_Task to complete:_
Search the entries for the word "output" and report each line that has it.

┌────────

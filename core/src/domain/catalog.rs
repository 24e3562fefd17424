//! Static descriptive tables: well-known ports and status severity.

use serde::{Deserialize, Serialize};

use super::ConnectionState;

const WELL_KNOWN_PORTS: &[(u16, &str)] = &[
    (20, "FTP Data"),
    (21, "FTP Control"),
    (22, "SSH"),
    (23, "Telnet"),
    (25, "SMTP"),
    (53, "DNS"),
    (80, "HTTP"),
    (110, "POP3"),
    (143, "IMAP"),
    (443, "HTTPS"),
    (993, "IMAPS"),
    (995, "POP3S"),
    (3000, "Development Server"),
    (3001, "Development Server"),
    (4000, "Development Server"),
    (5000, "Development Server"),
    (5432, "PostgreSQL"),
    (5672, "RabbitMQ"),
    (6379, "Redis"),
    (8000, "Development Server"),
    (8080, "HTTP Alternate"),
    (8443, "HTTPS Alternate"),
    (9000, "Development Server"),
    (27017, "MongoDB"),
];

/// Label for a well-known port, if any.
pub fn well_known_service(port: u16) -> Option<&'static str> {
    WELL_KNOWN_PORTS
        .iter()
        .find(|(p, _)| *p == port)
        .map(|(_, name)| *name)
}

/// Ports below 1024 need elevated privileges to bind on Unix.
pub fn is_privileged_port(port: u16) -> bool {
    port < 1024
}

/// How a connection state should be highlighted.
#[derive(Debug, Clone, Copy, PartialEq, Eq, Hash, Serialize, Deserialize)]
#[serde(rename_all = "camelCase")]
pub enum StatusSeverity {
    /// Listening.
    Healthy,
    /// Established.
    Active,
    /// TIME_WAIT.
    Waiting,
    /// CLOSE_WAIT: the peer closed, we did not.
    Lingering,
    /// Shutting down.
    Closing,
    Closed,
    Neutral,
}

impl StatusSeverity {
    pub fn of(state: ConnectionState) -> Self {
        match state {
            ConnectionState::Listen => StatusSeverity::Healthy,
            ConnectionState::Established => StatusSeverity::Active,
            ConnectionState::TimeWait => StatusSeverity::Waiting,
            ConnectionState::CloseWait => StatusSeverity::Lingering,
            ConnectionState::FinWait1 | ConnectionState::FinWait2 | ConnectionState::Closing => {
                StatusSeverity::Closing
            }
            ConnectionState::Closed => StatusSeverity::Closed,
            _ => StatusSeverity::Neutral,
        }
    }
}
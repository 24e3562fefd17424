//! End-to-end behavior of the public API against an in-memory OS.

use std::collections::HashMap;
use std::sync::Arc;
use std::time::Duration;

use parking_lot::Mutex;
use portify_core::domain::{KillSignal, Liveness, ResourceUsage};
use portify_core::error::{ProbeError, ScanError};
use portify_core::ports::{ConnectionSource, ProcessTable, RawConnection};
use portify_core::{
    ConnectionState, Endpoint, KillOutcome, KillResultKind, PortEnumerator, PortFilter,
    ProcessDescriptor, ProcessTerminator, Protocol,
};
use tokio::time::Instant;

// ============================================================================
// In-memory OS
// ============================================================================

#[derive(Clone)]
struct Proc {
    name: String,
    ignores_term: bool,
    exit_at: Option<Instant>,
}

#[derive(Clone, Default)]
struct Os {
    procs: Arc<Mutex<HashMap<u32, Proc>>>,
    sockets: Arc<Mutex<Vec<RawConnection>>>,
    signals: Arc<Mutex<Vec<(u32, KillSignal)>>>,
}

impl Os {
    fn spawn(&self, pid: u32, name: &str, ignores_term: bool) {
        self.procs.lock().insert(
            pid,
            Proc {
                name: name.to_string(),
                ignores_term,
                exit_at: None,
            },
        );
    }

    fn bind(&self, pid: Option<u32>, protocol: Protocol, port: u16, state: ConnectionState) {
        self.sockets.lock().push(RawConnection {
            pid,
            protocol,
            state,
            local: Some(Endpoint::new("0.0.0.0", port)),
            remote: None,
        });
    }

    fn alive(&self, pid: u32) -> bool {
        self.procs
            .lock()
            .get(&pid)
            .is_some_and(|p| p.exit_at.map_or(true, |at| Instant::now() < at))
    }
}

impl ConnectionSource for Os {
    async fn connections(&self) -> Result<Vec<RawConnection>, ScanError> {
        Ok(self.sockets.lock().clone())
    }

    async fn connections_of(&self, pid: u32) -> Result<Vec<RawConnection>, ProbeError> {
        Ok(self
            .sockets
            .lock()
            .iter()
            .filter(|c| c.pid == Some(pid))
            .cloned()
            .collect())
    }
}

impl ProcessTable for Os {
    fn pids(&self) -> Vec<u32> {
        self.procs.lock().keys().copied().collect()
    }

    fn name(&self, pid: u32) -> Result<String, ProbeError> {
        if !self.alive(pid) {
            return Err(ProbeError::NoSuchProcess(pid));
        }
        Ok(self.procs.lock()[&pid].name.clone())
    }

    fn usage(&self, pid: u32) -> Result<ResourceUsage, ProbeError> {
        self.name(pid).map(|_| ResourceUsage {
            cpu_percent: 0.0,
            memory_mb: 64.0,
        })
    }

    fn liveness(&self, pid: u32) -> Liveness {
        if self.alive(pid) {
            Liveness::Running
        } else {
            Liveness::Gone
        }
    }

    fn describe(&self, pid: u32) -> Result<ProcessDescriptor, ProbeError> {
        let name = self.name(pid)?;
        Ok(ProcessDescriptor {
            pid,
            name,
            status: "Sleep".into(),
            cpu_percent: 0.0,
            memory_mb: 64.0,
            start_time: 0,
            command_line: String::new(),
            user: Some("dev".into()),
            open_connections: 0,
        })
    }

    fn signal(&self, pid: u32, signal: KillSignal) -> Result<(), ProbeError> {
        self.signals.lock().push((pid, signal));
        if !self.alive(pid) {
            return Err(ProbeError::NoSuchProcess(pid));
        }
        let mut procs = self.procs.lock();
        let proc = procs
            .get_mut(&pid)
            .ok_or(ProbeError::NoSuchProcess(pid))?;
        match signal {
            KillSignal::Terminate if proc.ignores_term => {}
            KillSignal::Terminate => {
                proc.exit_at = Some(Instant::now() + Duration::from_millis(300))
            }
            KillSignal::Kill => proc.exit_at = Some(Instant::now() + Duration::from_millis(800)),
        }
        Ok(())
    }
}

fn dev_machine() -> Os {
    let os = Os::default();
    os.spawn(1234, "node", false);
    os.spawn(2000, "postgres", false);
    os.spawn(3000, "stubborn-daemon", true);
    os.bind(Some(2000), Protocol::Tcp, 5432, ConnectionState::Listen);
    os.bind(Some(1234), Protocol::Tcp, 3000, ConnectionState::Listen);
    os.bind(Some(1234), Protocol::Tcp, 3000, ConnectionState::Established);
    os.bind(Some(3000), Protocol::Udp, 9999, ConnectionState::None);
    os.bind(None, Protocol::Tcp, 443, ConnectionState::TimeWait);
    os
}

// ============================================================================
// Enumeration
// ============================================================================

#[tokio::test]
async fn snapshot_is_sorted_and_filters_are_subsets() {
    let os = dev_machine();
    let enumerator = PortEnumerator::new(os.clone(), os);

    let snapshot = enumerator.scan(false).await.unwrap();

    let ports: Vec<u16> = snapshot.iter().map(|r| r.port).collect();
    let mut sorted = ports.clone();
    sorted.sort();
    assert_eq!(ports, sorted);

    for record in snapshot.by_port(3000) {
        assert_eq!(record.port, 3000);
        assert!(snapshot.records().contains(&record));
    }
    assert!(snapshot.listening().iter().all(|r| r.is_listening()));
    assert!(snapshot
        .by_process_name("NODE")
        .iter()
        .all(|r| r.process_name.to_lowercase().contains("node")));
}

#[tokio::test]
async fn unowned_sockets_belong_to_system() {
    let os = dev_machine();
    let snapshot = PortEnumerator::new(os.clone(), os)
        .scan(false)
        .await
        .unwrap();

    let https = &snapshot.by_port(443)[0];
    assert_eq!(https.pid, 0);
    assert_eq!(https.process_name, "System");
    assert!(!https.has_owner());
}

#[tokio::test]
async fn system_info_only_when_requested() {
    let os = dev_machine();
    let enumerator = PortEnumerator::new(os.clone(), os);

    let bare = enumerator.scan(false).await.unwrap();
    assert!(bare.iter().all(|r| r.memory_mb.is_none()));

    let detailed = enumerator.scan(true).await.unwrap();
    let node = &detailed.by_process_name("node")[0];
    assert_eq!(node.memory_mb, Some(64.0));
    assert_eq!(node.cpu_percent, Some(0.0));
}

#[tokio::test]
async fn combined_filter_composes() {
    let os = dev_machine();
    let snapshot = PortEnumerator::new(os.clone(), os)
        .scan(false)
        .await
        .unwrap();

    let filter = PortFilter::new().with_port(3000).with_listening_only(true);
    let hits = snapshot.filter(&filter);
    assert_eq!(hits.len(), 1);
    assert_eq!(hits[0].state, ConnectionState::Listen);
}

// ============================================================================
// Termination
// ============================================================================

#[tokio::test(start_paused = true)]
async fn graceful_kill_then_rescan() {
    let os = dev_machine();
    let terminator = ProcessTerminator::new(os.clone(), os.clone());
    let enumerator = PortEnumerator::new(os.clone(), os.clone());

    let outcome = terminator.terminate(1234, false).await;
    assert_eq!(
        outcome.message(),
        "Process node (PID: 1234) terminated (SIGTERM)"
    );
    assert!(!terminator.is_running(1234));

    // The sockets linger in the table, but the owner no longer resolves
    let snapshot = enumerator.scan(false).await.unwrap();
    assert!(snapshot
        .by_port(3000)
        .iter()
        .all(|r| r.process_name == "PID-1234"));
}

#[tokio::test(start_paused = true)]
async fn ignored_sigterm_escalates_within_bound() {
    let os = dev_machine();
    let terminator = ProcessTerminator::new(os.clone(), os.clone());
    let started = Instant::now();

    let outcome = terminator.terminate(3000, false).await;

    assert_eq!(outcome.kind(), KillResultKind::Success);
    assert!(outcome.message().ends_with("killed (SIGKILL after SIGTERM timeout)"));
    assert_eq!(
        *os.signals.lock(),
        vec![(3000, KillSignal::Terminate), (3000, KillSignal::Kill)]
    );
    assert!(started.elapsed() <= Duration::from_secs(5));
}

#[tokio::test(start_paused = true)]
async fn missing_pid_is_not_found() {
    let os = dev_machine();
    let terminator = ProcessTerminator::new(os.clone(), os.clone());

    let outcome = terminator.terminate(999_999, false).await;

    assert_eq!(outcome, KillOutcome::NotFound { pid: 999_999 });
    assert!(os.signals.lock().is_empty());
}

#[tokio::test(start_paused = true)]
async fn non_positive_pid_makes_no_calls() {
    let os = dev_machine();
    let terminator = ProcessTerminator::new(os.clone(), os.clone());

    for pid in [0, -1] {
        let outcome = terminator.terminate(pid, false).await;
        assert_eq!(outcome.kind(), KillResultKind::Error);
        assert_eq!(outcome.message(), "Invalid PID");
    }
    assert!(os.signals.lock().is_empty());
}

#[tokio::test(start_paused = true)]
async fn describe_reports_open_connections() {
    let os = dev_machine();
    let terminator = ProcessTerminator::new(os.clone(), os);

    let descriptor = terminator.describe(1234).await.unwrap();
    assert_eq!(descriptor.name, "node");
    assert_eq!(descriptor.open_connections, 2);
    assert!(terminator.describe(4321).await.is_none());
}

└────────
┌────────

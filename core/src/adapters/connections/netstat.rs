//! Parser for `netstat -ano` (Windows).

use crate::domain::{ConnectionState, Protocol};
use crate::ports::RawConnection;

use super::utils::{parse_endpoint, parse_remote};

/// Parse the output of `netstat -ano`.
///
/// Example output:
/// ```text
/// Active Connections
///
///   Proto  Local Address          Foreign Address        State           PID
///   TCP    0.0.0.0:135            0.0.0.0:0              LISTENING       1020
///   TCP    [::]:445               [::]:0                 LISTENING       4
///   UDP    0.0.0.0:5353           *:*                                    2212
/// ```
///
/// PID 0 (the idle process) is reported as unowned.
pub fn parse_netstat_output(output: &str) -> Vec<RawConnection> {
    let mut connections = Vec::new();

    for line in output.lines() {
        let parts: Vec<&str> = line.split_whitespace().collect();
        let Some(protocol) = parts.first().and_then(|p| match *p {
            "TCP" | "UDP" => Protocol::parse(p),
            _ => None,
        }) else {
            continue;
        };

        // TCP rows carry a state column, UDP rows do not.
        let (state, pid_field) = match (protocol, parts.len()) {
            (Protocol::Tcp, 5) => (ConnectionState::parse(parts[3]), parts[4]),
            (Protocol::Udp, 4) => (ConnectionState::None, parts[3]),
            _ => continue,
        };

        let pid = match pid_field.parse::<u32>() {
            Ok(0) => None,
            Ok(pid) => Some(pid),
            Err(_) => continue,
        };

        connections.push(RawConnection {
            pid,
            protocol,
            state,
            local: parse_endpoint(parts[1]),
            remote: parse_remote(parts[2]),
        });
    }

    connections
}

└────────
┌────────

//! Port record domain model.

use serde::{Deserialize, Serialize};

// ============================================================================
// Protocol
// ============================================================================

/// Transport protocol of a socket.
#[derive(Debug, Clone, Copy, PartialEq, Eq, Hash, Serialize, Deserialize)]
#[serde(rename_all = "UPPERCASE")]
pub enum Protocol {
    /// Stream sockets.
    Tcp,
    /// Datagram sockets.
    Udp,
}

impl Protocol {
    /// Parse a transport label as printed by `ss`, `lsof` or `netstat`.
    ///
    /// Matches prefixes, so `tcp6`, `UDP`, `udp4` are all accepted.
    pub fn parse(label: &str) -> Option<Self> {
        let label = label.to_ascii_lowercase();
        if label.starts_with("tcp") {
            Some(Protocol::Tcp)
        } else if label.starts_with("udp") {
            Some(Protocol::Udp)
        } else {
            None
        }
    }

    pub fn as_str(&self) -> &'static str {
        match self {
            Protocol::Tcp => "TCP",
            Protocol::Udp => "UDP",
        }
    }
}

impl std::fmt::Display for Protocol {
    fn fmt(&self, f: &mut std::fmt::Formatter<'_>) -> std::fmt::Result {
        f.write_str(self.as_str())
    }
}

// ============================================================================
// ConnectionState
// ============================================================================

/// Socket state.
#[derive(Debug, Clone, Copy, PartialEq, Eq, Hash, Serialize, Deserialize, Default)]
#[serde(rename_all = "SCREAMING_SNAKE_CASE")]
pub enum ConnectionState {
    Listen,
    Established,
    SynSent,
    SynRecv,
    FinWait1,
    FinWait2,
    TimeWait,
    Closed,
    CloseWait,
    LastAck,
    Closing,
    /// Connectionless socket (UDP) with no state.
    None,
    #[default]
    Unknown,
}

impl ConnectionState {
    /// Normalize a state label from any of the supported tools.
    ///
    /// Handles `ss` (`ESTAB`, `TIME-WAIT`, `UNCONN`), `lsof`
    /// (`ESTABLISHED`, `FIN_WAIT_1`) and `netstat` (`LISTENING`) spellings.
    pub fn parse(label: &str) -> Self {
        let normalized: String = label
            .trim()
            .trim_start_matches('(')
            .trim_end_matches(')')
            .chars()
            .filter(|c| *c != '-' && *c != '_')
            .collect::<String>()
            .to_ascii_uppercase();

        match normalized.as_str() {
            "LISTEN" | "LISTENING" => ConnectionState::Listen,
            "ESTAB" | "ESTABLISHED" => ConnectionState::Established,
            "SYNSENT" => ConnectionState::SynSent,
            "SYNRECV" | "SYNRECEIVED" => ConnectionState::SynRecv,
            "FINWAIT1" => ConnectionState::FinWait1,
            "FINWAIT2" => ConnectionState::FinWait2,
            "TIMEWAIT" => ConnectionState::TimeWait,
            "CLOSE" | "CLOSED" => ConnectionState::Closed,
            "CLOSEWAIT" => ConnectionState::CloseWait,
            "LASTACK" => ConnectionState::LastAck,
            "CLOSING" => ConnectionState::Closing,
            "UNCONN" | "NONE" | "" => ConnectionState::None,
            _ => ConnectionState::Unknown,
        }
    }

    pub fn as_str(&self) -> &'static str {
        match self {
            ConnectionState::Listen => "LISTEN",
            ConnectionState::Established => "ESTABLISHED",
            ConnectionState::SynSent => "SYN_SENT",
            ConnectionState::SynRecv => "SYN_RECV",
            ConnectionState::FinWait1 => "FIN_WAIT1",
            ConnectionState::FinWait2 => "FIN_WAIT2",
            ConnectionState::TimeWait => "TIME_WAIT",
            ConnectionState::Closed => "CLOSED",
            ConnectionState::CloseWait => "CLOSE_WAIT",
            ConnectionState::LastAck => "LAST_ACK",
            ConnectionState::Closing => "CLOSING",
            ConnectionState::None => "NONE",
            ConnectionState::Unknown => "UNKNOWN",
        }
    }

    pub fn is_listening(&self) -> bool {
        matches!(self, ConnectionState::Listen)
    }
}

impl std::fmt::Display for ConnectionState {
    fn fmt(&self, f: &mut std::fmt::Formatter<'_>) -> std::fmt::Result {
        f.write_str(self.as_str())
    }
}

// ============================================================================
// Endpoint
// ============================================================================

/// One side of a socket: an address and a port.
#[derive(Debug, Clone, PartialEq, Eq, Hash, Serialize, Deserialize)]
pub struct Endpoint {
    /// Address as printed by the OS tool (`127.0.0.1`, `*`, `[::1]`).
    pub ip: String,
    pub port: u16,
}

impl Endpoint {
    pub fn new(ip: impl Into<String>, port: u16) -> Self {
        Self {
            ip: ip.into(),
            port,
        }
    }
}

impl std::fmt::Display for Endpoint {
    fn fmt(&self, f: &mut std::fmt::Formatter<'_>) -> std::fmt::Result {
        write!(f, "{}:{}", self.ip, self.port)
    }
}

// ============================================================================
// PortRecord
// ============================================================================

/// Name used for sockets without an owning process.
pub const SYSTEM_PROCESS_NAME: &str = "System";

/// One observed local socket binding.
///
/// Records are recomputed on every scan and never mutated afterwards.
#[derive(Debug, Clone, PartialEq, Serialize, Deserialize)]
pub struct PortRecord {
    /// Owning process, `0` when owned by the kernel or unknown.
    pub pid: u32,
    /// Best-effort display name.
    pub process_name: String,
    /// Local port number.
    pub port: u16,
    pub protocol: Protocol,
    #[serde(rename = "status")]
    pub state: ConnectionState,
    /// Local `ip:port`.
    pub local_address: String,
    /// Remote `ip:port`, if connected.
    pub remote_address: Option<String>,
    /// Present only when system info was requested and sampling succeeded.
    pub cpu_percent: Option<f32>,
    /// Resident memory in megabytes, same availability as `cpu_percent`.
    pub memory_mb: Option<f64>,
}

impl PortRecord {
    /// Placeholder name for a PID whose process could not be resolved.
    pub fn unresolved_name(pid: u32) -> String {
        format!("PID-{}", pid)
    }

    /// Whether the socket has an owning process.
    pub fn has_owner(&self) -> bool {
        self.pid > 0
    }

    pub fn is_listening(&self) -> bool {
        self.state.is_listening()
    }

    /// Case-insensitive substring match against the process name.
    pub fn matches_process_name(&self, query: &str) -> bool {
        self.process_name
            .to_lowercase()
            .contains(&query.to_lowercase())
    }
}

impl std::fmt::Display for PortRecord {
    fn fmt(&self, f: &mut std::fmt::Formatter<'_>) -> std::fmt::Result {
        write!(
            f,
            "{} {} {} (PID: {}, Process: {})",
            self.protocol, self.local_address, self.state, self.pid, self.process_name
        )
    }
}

└────────

_Response to this exercise:_
/// Parse the output of `netstat -ano`.
/// Example output:
pub fn parse_netstat_output(output: &str) -> Vec<RawConnection> {
    for line in output.lines() {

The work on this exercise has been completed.